Other memory management in SBCL:
- SBCL compiled code does not use an allocation function for most allocs. Only large allocs or allocs hitting the end of an alloc area call a functions. All memory allocation in between is doing by atomically incrementing a free-space pointer, multiple threads using the same allocation area and the same free-space pointer (that works because they use compare-and-swap to get their alloced place).
This is potentially tricky to preserve, but I would like to keep it. The speed at which some garbage can be generated is enormous, and it all adds up.
SBCL’s GC is copying (moving) by default, which enables this scheme. There is no fragmentation. Just just blast new objects into place in a simple one-after-another manner.
There is no malloc-like functions which has to keep track of fragments to maybe fill them, to maintain heap pools in lists or other collection classes. A malloc function for all practical purposes needs to either use thread-specific heap pools or use thread locking. Doing a malloc in C is several orders of magnitude more expensive than in SBCL code. More so in multithreaded code. In SBCL code there is a lock-free way to generate a bunch of stuff on the heap with no function calls.
There also is no zero-intialization of allocated space. Common Lisp does not allow uninitialized variables, so the allocated space is overwritten before use with the initialization value (as opposed to first zeroing it, then writing again with the initialization value).
All this makes various LLVM mechanism look slow, namely LLVM usually expects you to go through functions for allocation, and it zeros memory.
Compiler properties of SBCL:
- no aliasing of pointers in generated code (we come to that later)
- a write barrier implementation using a bitmap was available as a patch for SBCL by Paul Khuong @pkhuong. I benchmarked it against the VM page implementation. The untweaked real-world application did not show overall performance differences. It obviously was dominated by doing the actual GC work (especially memory scans) and it didn’t really matter how you do the write barrier, and both mechanisms apparently did an equal job of excluding GC cards from scavenging. I might be able to dig up some numbers about the resulting compiled code size. I have SBCL versions of that time around if you want to play with those two.

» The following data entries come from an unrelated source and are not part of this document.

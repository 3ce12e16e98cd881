//! Warehouse statement execution seam.
//!
//! This module defines the [`Warehouse`] trait through which every task issues
//! its SQL. The connection behind it is owned by the caller: a task borrows it
//! for the duration of one `execute` call and never stores it.
//!
//! # Example
//!
//! ```
//! use loadstar_pipeline::{RecordingWarehouse, Statement, Warehouse};
//!
//! let warehouse = RecordingWarehouse::new();
//! warehouse.run(&Statement::new("TRUNCATE songplays")).unwrap();
//! assert_eq!(warehouse.statements().len(), 1);
//! ```

use parking_lot::Mutex;
use serde_json::Value;
use thiserror::Error;

use crate::statement::Statement;

/// One result row; cells in column order.
pub type Record = Vec<Value>;

/// Errors raised by a warehouse connection.
///
/// Tasks never catch or rewrap these; they surface to the caller as-is.
#[derive(Debug, Error)]
pub enum WarehouseError {
    /// The connection could not be established or was lost.
    #[error("warehouse connection error: {0}")]
    Connection(String),

    /// The warehouse rejected or failed a statement.
    #[error("statement failed: {message}")]
    Statement { message: String },

    /// Any other driver-specific failure.
    #[error(transparent)]
    Other(#[from] Box<dyn std::error::Error + Send + Sync>),
}

/// Trait for SQL execution against a warehouse connection.
///
/// Calls are synchronous and block until the statement completes.
/// Implementations must be `Send + Sync` so a runner can hand the same
/// connection to tasks on different threads (never concurrently in this crate).
pub trait Warehouse: Send + Sync {
    /// Execute a statement that returns no rows.
    ///
    /// Returns the number of affected rows where the driver reports it.
    fn run(&self, statement: &Statement) -> Result<u64, WarehouseError>;

    /// Execute a query and collect its rows.
    fn get_records(&self, statement: &Statement) -> Result<Vec<Record>, WarehouseError>;
}

/// Warehouse that records statements instead of executing them.
///
/// Used for dry runs and tests. Queries answer with the configured canned
/// records (empty by default).
#[derive(Debug, Default)]
pub struct RecordingWarehouse {
    statements: Mutex<Vec<Statement>>,
    canned_records: Vec<Record>,
}

impl RecordingWarehouse {
    /// Create an empty recorder.
    pub fn new() -> Self {
        Self::default()
    }

    /// Answer every query with these records.
    pub fn with_canned_records(mut self, records: Vec<Record>) -> Self {
        self.canned_records = records;
        self
    }

    /// Statements seen so far, in execution order.
    pub fn statements(&self) -> Vec<Statement> {
        self.statements.lock().clone()
    }

    /// Drain recorded statements.
    pub fn take_statements(&self) -> Vec<Statement> {
        std::mem::take(&mut *self.statements.lock())
    }
}

impl Warehouse for RecordingWarehouse {
    fn run(&self, statement: &Statement) -> Result<u64, WarehouseError> {
        self.statements.lock().push(statement.clone());
        Ok(0)
    }

    fn get_records(&self, statement: &Statement) -> Result<Vec<Record>, WarehouseError> {
        self.statements.lock().push(statement.clone());
        Ok(self.canned_records.clone())
    }
}

// ─────────────────────────────────────────────────────────────────────────────
// Mock warehouse
// ─────────────────────────────────────────────────────────────────────────────

/// In-memory warehouse for unit tests.
///
/// Understands just enough SQL to observe row counts: `DELETE FROM t`,
/// `TRUNCATE t`, `COPY t ...`, `INSERT INTO t <select>` and
/// `SELECT COUNT(*) FROM t WHERE c IS NOT NULL`. Inserted and copied row
/// counts are scripted per select text / table.
#[cfg(test)]
#[derive(Debug, Default)]
pub struct MockWarehouse {
    state: Mutex<MockState>,
}

#[cfg(test)]
#[derive(Debug, Default)]
struct MockState {
    /// table -> rows, each row is column -> value
    tables: std::collections::HashMap<String, Vec<std::collections::HashMap<String, Value>>>,
    /// select text -> rows it produces
    selects: std::collections::HashMap<String, Vec<std::collections::HashMap<String, Value>>>,
    /// table -> rows a COPY into it produces
    copies: std::collections::HashMap<String, Vec<std::collections::HashMap<String, Value>>>,
    log: Vec<String>,
    fail_on: Option<String>,
}

#[cfg(test)]
impl MockWarehouse {
    pub fn new() -> Self {
        Self::default()
    }

    /// Rows produced by `INSERT INTO _ <select>`.
    pub fn script_select(&self, select: &str, rows: Vec<Value>) {
        self.state
            .lock()
            .selects
            .insert(select.trim().to_string(), rows.into_iter().map(to_row).collect());
    }

    /// Rows produced by `COPY <table> ...`.
    pub fn script_copy(&self, table: &str, rows: Vec<Value>) {
        self.state
            .lock()
            .copies
            .insert(table.to_string(), rows.into_iter().map(to_row).collect());
    }

    /// Seed a table with rows.
    pub fn seed(&self, table: &str, rows: Vec<Value>) {
        self.state
            .lock()
            .tables
            .entry(table.to_string())
            .or_default()
            .extend(rows.into_iter().map(to_row));
    }

    /// Fail any statement containing `needle`.
    pub fn fail_on(&self, needle: &str) {
        self.state.lock().fail_on = Some(needle.to_string());
    }

    pub fn row_count(&self, table: &str) -> usize {
        self.state.lock().tables.get(table).map_or(0, Vec::len)
    }

    pub fn log(&self) -> Vec<String> {
        self.state.lock().log.clone()
    }

    fn apply(&self, sql: &str) -> Result<Option<Vec<Record>>, WarehouseError> {
        let mut state = self.state.lock();
        state.log.push(sql.to_string());
        if let Some(ref needle) = state.fail_on
            && sql.contains(needle.as_str())
        {
            return Err(WarehouseError::Statement {
                message: format!("mock failure on '{}'", needle),
            });
        }

        let trimmed = sql.trim();
        let words: Vec<&str> = trimmed.split_whitespace().collect();
        match words.as_slice() {
            ["DELETE", "FROM", table, ..] | ["TRUNCATE", table, ..] => {
                state.tables.insert(table.to_string(), Vec::new());
                Ok(None)
            }
            ["COPY", table, ..] => {
                let rows = state.copies.get(*table).cloned().unwrap_or_default();
                state.tables.entry(table.to_string()).or_default().extend(rows);
                Ok(None)
            }
            ["INSERT", "INTO", table, ..] => {
                let prefix = format!("INSERT INTO {}", table);
                let select = trimmed[prefix.len()..].trim();
                let rows = state.selects.get(select).cloned().ok_or_else(|| {
                    WarehouseError::Statement {
                        message: format!("unscripted select: {}", select),
                    }
                })?;
                state.tables.entry(table.to_string()).or_default().extend(rows);
                Ok(None)
            }
            ["SELECT", "COUNT(*)", "FROM", table, "WHERE", column, "IS", "NOT", "NULL"] => {
                let rows = state.tables.get(*table).ok_or_else(|| {
                    WarehouseError::Statement {
                        message: format!("relation \"{}\" does not exist", table),
                    }
                })?;
                let count = rows
                    .iter()
                    .filter(|r| r.get(*column).is_some_and(|v| !v.is_null()))
                    .count();
                Ok(Some(vec![vec![Value::from(count as i64)]]))
            }
            _ => Ok(None),
        }
    }
}

#[cfg(test)]
fn to_row(value: Value) -> std::collections::HashMap<String, Value> {
    match value {
        Value::Object(map) => map.into_iter().collect(),
        _ => std::collections::HashMap::new(),
    }
}

#[cfg(test)]
impl Warehouse for MockWarehouse {
    fn run(&self, statement: &Statement) -> Result<u64, WarehouseError> {
        self.apply(statement.sql()).map(|_| 0)
    }

    fn get_records(&self, statement: &Statement) -> Result<Vec<Record>, WarehouseError> {
        self.apply(statement.sql()).map(Option::unwrap_or_default)
    }
}

#[cfg(test)]
mod tests {
    use super::*;
    use serde_json::json;

    #[test]
    fn test_recording_warehouse_records_in_order() {
        let wh = RecordingWarehouse::new();
        wh.run(&Statement::new("DELETE FROM a")).unwrap();
        wh.get_records(&Statement::new("SELECT 1")).unwrap();
        let seen: Vec<String> = wh.statements().iter().map(|s| s.sql().to_string()).collect();
        assert_eq!(seen, vec!["DELETE FROM a", "SELECT 1"]);
    }

    #[test]
    fn test_recording_warehouse_canned_records() {
        let wh = RecordingWarehouse::new().with_canned_records(vec![vec![json!(7)]]);
        let records = wh.get_records(&Statement::new("SELECT COUNT(*) FROM t")).unwrap();
        assert_eq!(records, vec![vec![json!(7)]]);
    }

    #[test]
    fn test_take_statements_drains() {
        let wh = RecordingWarehouse::new();
        wh.run(&Statement::new("TRUNCATE t")).unwrap();
        assert_eq!(wh.take_statements().len(), 1);
        assert!(wh.statements().is_empty());
    }

    #[test]
    fn test_mock_counts_non_null() {
        let wh = MockWarehouse::new();
        wh.seed("users", vec![json!({"userid": 1}), json!({"userid": null})]);
        let records = wh
            .get_records(&Statement::new(
                "SELECT COUNT(*) FROM users WHERE userid IS NOT NULL",
            ))
            .unwrap();
        assert_eq!(records, vec![vec![json!(1)]]);
    }

    #[test]
    fn test_mock_fail_on() {
        let wh = MockWarehouse::new();
        wh.fail_on("TRUNCATE");
        let err = wh.run(&Statement::new("TRUNCATE t")).unwrap_err();
        assert!(err.to_string().contains("mock failure"));
    }
}
//! Pipeline composition.
//!
//! A [`Pipeline`] is a validated DAG of operators. Tasks keep their
//! declaration order; [`Pipeline::execution_order`] yields a topological order
//! that prefers earlier-declared tasks when several are ready.

use std::collections::{BTreeSet, HashMap, HashSet};

use loadstar_config::DefaultArgs;
use tracing::debug;

use crate::error::{PipelineError, Result};
use crate::operators::Operator;

/// An operator together with the ids of the tasks it waits on.
#[derive(Debug)]
pub struct PipelineTask {
    operator: Box<dyn Operator>,
    dependencies: Vec<String>,
}

impl PipelineTask {
    pub fn id(&self) -> &str {
        self.operator.task_id()
    }

    pub fn operator(&self) -> &dyn Operator {
        self.operator.as_ref()
    }

    pub fn dependencies(&self) -> &[String] {
        &self.dependencies
    }
}

/// A validated, acyclic set of tasks.
#[derive(Debug)]
pub struct Pipeline {
    name: String,
    description: String,
    defaults: DefaultArgs,
    tasks: Vec<PipelineTask>,
    order: Vec<usize>,
}

impl Pipeline {
    pub fn builder(name: impl Into<String>) -> PipelineBuilder {
        PipelineBuilder::new(name)
    }

    pub fn name(&self) -> &str {
        &self.name
    }

    pub fn description(&self) -> &str {
        &self.description
    }

    /// Scheduler defaults carried with the pipeline. Never acted on here.
    pub fn defaults(&self) -> &DefaultArgs {
        &self.defaults
    }

    /// Tasks in declaration order.
    pub fn tasks(&self) -> &[PipelineTask] {
        &self.tasks
    }

    pub fn task(&self, id: &str) -> Option<&PipelineTask> {
        self.tasks.iter().find(|t| t.id() == id)
    }

    pub fn len(&self) -> usize {
        self.tasks.len()
    }

    pub fn is_empty(&self) -> bool {
        self.tasks.is_empty()
    }

    /// Tasks in a deterministic topological order.
    pub fn execution_order(&self) -> impl Iterator<Item = &PipelineTask> {
        self.order.iter().map(|&i| &self.tasks[i])
    }

    /// Ids of every task that transitively depends on `id`.
    pub fn downstream(&self, id: &str) -> HashSet<String> {
        let mut found = HashSet::new();
        let mut stack = vec![id.to_string()];
        while let Some(current) = stack.pop() {
            for task in &self.tasks {
                let depends = task.dependencies.iter().any(|d| *d == current);
                if depends && found.insert(task.id().to_string()) {
                    stack.push(task.id().to_string());
                }
            }
        }
        found
    }
}

/// Assembles a [`Pipeline`] task by task.
///
/// ```
/// use loadstar_pipeline::{Marker, Pipeline};
///
/// let pipeline = Pipeline::builder("demo")
///     .task(Marker::new("begin").unwrap(), &[])
///     .task(Marker::new("end").unwrap(), &["begin"])
///     .build()
///     .unwrap();
/// let order: Vec<&str> = pipeline.execution_order().map(|t| t.id()).collect();
/// assert_eq!(order, ["begin", "end"]);
/// ```
#[derive(Debug)]
pub struct PipelineBuilder {
    name: String,
    description: String,
    defaults: DefaultArgs,
    tasks: Vec<PipelineTask>,
}

impl PipelineBuilder {
    pub fn new(name: impl Into<String>) -> Self {
        Self {
            name: name.into(),
            description: String::new(),
            defaults: DefaultArgs::default(),
            tasks: Vec::new(),
        }
    }

    pub fn description(mut self, description: impl Into<String>) -> Self {
        self.description = description.into();
        self
    }

    pub fn defaults(mut self, defaults: DefaultArgs) -> Self {
        self.defaults = defaults;
        self
    }

    /// Add a task that runs after every task in `dependencies`.
    pub fn task(self, operator: impl Operator + 'static, dependencies: &[&str]) -> Self {
        let dependencies = dependencies.iter().map(|d| d.to_string()).collect();
        self.boxed_task(Box::new(operator), dependencies)
    }

    pub fn boxed_task(mut self, operator: Box<dyn Operator>, dependencies: Vec<String>) -> Self {
        self.tasks.push(PipelineTask {
            operator,
            dependencies,
        });
        self
    }

    /// Validate the graph and freeze it.
    pub fn build(self) -> Result<Pipeline> {
        let nodes: Vec<(&str, &[String])> = self
            .tasks
            .iter()
            .map(|t| (t.id(), t.dependencies.as_slice()))
            .collect();
        let order = plan_graph(&self.name, &nodes)?;
        debug!(pipeline = %self.name, tasks = self.tasks.len(), "built pipeline");

        Ok(Pipeline {
            name: self.name,
            description: self.description,
            defaults: self.defaults,
            tasks: self.tasks,
            order,
        })
    }
}

/// Validate a task graph given as `(id, dependencies)` pairs and return a
/// topological order of their indices.
///
/// Checks:
/// - Non-empty name and at least one task
/// - No empty or duplicate task IDs
/// - All dependency references point to existing tasks
/// - No cycles in the dependency graph
pub(crate) fn plan_graph(name: &str, nodes: &[(&str, &[String])]) -> Result<Vec<usize>> {
    if name.trim().is_empty() {
        return Err(PipelineError::InvalidPipeline(
            "Pipeline name cannot be empty".into(),
        ));
    }
    if nodes.is_empty() {
        return Err(PipelineError::InvalidPipeline(
            "Pipeline must have at least one task".into(),
        ));
    }

    let mut index = HashMap::new();
    for (i, (id, _)) in nodes.iter().enumerate() {
        if id.trim().is_empty() {
            return Err(PipelineError::InvalidPipeline(
                "Task ID cannot be empty".into(),
            ));
        }
        if index.insert(*id, i).is_some() {
            return Err(PipelineError::InvalidPipeline(format!(
                "Duplicate task ID: {}",
                id
            )));
        }
    }

    for (id, deps) in nodes {
        for dep in deps.iter() {
            if !index.contains_key(dep.as_str()) {
                return Err(PipelineError::InvalidPipeline(format!(
                    "Task '{}' depends on unknown task '{}'",
                    id, dep
                )));
            }
        }
    }

    topological_order(nodes, &index)
}

/// Kahn's algorithm; among ready tasks the earliest declared goes first.
fn topological_order(
    nodes: &[(&str, &[String])],
    index: &HashMap<&str, usize>,
) -> Result<Vec<usize>> {
    let n = nodes.len();
    let mut in_degree = vec![0usize; n];
    let mut adj: Vec<Vec<usize>> = vec![vec![]; n];

    for (idx, (_, deps)) in nodes.iter().enumerate() {
        for dep in deps.iter() {
            let dep_idx = index[dep.as_str()];
            adj[dep_idx].push(idx);
            in_degree[idx] += 1;
        }
    }

    let mut ready: BTreeSet<usize> = (0..n).filter(|&i| in_degree[i] == 0).collect();
    let mut order = Vec::with_capacity(n);

    while let Some(node) = ready.pop_first() {
        order.push(node);
        for &neighbor in &adj[node] {
            in_degree[neighbor] -= 1;
            if in_degree[neighbor] == 0 {
                ready.insert(neighbor);
            }
        }
    }

    if order.len() != n {
        let stuck: Vec<&str> = (0..n)
            .filter(|&i| in_degree[i] > 0)
            .map(|i| nodes[i].0)
            .collect();
        return Err(PipelineError::InvalidPipeline(format!(
            "Cycle detected in task dependencies involving: {}",
            stuck.join(", ")
        )));
    }

    Ok(order)
}

#[cfg(test)]
mod tests {
    use super::*;
    use crate::operators::Marker;

    fn marker(id: &str) -> Marker {
        Marker::new(id).unwrap()
    }

    fn order(pipeline: &Pipeline) -> Vec<&str> {
        pipeline.execution_order().map(|t| t.id()).collect()
    }

    #[test]
    fn test_fan_out_fan_in_order() {
        let pipeline = Pipeline::builder("p")
            .task(marker("begin"), &[])
            .task(marker("b"), &["begin"])
            .task(marker("a"), &["begin"])
            .task(marker("end"), &["a", "b"])
            .build()
            .unwrap();
        assert_eq!(order(&pipeline), vec!["begin", "b", "a", "end"]);
    }

    #[test]
    fn test_declaration_order_does_not_need_to_be_topological() {
        let pipeline = Pipeline::builder("p")
            .task(marker("end"), &["begin"])
            .task(marker("begin"), &[])
            .build()
            .unwrap();
        assert_eq!(order(&pipeline), vec!["begin", "end"]);
    }

    #[test]
    fn test_duplicate_ids_rejected() {
        let err = Pipeline::builder("p")
            .task(marker("a"), &[])
            .task(marker("a"), &[])
            .build()
            .unwrap_err();
        assert!(err.to_string().contains("Duplicate task ID: a"));
    }

    #[test]
    fn test_unknown_dependency_rejected() {
        let err = Pipeline::builder("p")
            .task(marker("a"), &["ghost"])
            .build()
            .unwrap_err();
        assert!(err.to_string().contains("unknown task 'ghost'"));
    }

    #[test]
    fn test_cycle_rejected() {
        let err = Pipeline::builder("p")
            .task(marker("a"), &["c"])
            .task(marker("b"), &["a"])
            .task(marker("c"), &["b"])
            .task(marker("free"), &[])
            .build()
            .unwrap_err();
        let msg = err.to_string();
        assert!(msg.contains("Cycle detected"));
        assert!(msg.contains("a, b, c"));
        assert!(!msg.contains("free"));
    }

    #[test]
    fn test_self_dependency_is_a_cycle() {
        let err = Pipeline::builder("p").task(marker("a"), &["a"]).build().unwrap_err();
        assert!(err.to_string().contains("Cycle detected"));
    }

    #[test]
    fn test_empty_pipeline_rejected() {
        assert!(Pipeline::builder("p").build().is_err());
        assert!(Pipeline::builder(" ").task(marker("a"), &[]).build().is_err());
    }

    #[test]
    fn test_downstream_is_transitive() {
        let pipeline = Pipeline::builder("p")
            .task(marker("a"), &[])
            .task(marker("b"), &["a"])
            .task(marker("c"), &["b"])
            .task(marker("d"), &[])
            .build()
            .unwrap();
        let downstream = pipeline.downstream("a");
        assert_eq!(downstream.len(), 2);
        assert!(downstream.contains("b") && downstream.contains("c"));
        assert!(pipeline.downstream("d").is_empty());
    }
}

- very decent stack allocation abilities. This did tremendously reduce overall heap management time for my toy at work. Unlike Golang it is not possible in Lisp to automatically determine stack-allocatablity for nontrivial code, you have to tell the compiler (like in C) and hope you are not wrong (the Lisp language would allow us to use safe-mode compilation to actually make this detectable during regression tests, but this has not been done).
To iterate a bit on the basics: CMUCL and SBCL are native compilers. They compile to machine code, they do their own code loading and starting. They do not use OS compiler, assembler or linker (except for the executable image). CMUCL/SBCL have various transformation phases into Lisp-like abstracts, then an abstract machine language, then a very simple and linear step from abstract machine language to the requested architecture’s binary code.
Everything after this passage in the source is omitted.